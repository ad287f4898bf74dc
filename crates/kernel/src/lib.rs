pub mod codec;
pub mod crank;
pub mod error;
pub mod gc;
pub mod lifecycle;
pub mod promise;
pub mod queue;
pub mod reftables;

use std::sync::Arc;

use vatkern_common::{CapData, EndpointId, KRef};
use vatkern_protocol::Endpoint;
use vatkern_storage::Store;

pub use crank::CrankLoop;
pub use error::KernelError;
pub use gc::GcActions;
pub use lifecycle::{Lifecycle, Subcluster, VatConfig, VatRecord, VatWorkerFactory};
pub use promise::{KernelPromiseRecord, PromiseMachine, PromiseResolution, PromiseState, StrandedMessage};
pub use queue::Queue;
pub use reftables::{KernelObjectRecord, RefTables, RefTag};

/// Wires every subsystem together and exposes the operations a host binary
/// needs: launch/terminate vats, send a message from outside the vat
/// graph (e.g. the bundled demo), and drive the crank loop.
#[derive(Clone)]
pub struct Kernel {
    pub store: Store,
    pub refs: RefTables,
    pub queue: Queue,
    pub promises: PromiseMachine,
    pub gc: GcActions,
    pub lifecycle: Lifecycle,
    pub crank: CrankLoop,
}

impl Kernel {
    pub fn new(store: Store, factory: Arc<dyn VatWorkerFactory>) -> Self {
        let refs = RefTables::new(store.clone());
        let queue = Queue::new(store.clone());
        let promises = PromiseMachine::new(store.clone(), refs.clone(), queue.clone());
        let gc = GcActions::new(store.clone(), refs.clone());
        let lifecycle = Lifecycle::new(
            store.clone(),
            refs.clone(),
            queue.clone(),
            promises.clone(),
            gc.clone(),
            factory,
        );
        let crank = CrankLoop::new(
            store.clone(),
            refs.clone(),
            queue.clone(),
            promises.clone(),
            gc.clone(),
            lifecycle.clone(),
        );
        Kernel {
            store,
            refs,
            queue,
            promises,
            gc,
            lifecycle,
            crank,
        }
    }

    pub async fn launch_vat(&self, config: VatConfig) -> Result<KRef, KernelError> {
        Ok(self.lifecycle.launch_vat(config).await?)
    }

    pub async fn terminate_vat(&self, vat_id: EndpointId, reason: CapData) -> Result<(), KernelError> {
        self.lifecycle.terminate_vat(vat_id, reason).await?;
        Ok(())
    }

    /// Enqueues a `send` from outside the vat graph (the kernel itself, or
    /// a bootstrapping host) without going through a vat's syscalls.
    pub fn send_from_kernel(&self, target: KRef, methargs: CapData, result: Option<KRef>) -> Result<(), KernelError> {
        self.queue.enqueue(&vatkern_common::RunQueueItem::Send {
            target,
            message: vatkern_common::Message::new(methargs, result),
        })?;
        Ok(())
    }

    /// Runs cranks until the queue and GC action list are both empty.
    /// Used by tests and the demo binary to drive a scenario to quiescence
    /// without spawning a background task.
    pub async fn run_to_quiescence(&self) -> Result<u64, KernelError> {
        let mut cranks = 0;
        while self.crank.run_one().await? {
            cranks += 1;
        }
        Ok(cranks)
    }

    pub fn endpoint_of(&self, vat_id: EndpointId) -> Option<Arc<dyn Endpoint>> {
        self.lifecycle.endpoint_of(vat_id)
    }

    /// Restart entry point (§4.8): re-opens against an already-populated
    /// store and respawns every non-terminated vat's worker. No in-flight
    /// crank is resumed — whatever crank was open when the process stopped
    /// either committed in full or left no trace, so this only needs to
    /// reattach workers before the caller resumes draining the queue.
    pub async fn resume_all_vats(&self) -> Result<(), KernelError> {
        for vat_id in self.lifecycle.known_vat_ids()? {
            self.lifecycle.resume_vat(vat_id).await?;
        }
        Ok(())
    }
}
//! Vat and subcluster lifecycle (§4.8): launch, termination, and bootstrap.
//!
//! `launchVat`'s "start worker via platform service" is represented as a
//! `VatWorkerFactory` trait object the caller supplies — the platform
//! service itself is out of scope, the same way `ethrex`'s `VmEngine` is
//! pluggable behind a trait while the binary wires up a concrete one.

use std::collections::HashMap;
use std::sync::Arc;

use parking_lot::RwLock;
use serde::{Deserialize, Serialize};
use tracing::{info, warn};
use vatkern_common::{CapData, EndpointId, KRef, VRef};
use vatkern_protocol::Endpoint;
use vatkern_storage::{keys, Store, StoreError};

use crate::codec::decode_string;
use crate::error::LifecycleError;
use crate::gc::GcActions;
use crate::promise::{PromiseMachine, PromiseResolution, StrandedMessage};
use crate::queue::Queue;
use crate::reftables::RefTables;

/// Launch-time configuration for a vat, persisted under `vat.<id>.config`
/// so a restart can recover it without re-asking the caller.
#[derive(Debug, Clone, Serialize, Deserialize)]
pub struct VatConfig {
    pub name: String,
    pub params: serde_json::Value,
}

/// A running (or formerly running) vat's bookkeeping record.
#[derive(Debug, Clone)]
pub struct VatRecord {
    pub vat_id: EndpointId,
    pub root: KRef,
    pub config: VatConfig,
    pub terminated: bool,
}

/// The out-of-scope "platform service" that actually starts a vat worker
/// process/sandbox and hands back its `Endpoint` handle.
#[async_trait::async_trait]
pub trait VatWorkerFactory: Send + Sync {
    async fn spawn(&self, vat_id: EndpointId, config: &VatConfig) -> Result<Arc<dyn Endpoint>, LifecycleError>;

    async fn stop(&self, vat_id: EndpointId);
}

/// A named bag of vats launched together (§4.8 "Subcluster").
#[derive(Debug, Clone, Default)]
pub struct Subcluster {
    pub vats: Vec<EndpointId>,
}

#[derive(Clone)]
pub struct Lifecycle {
    store: Store,
    refs: RefTables,
    queue: Queue,
    promises: PromiseMachine,
    gc: GcActions,
    factory: Arc<dyn VatWorkerFactory>,
    endpoints: Arc<RwLock<HashMap<EndpointId, Arc<dyn Endpoint>>>>,
    subclusters: Arc<RwLock<HashMap<String, Subcluster>>>,
}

※ ※ ※

Where a line above contains the word "platform", copy that line.

### [Reply]
//! `launchVat`'s "start worker via platform service" is represented as a
//! `VatWorkerFactory` trait object the caller supplies — the platform
/// The out-of-scope "platform service" that actually starts a vat worker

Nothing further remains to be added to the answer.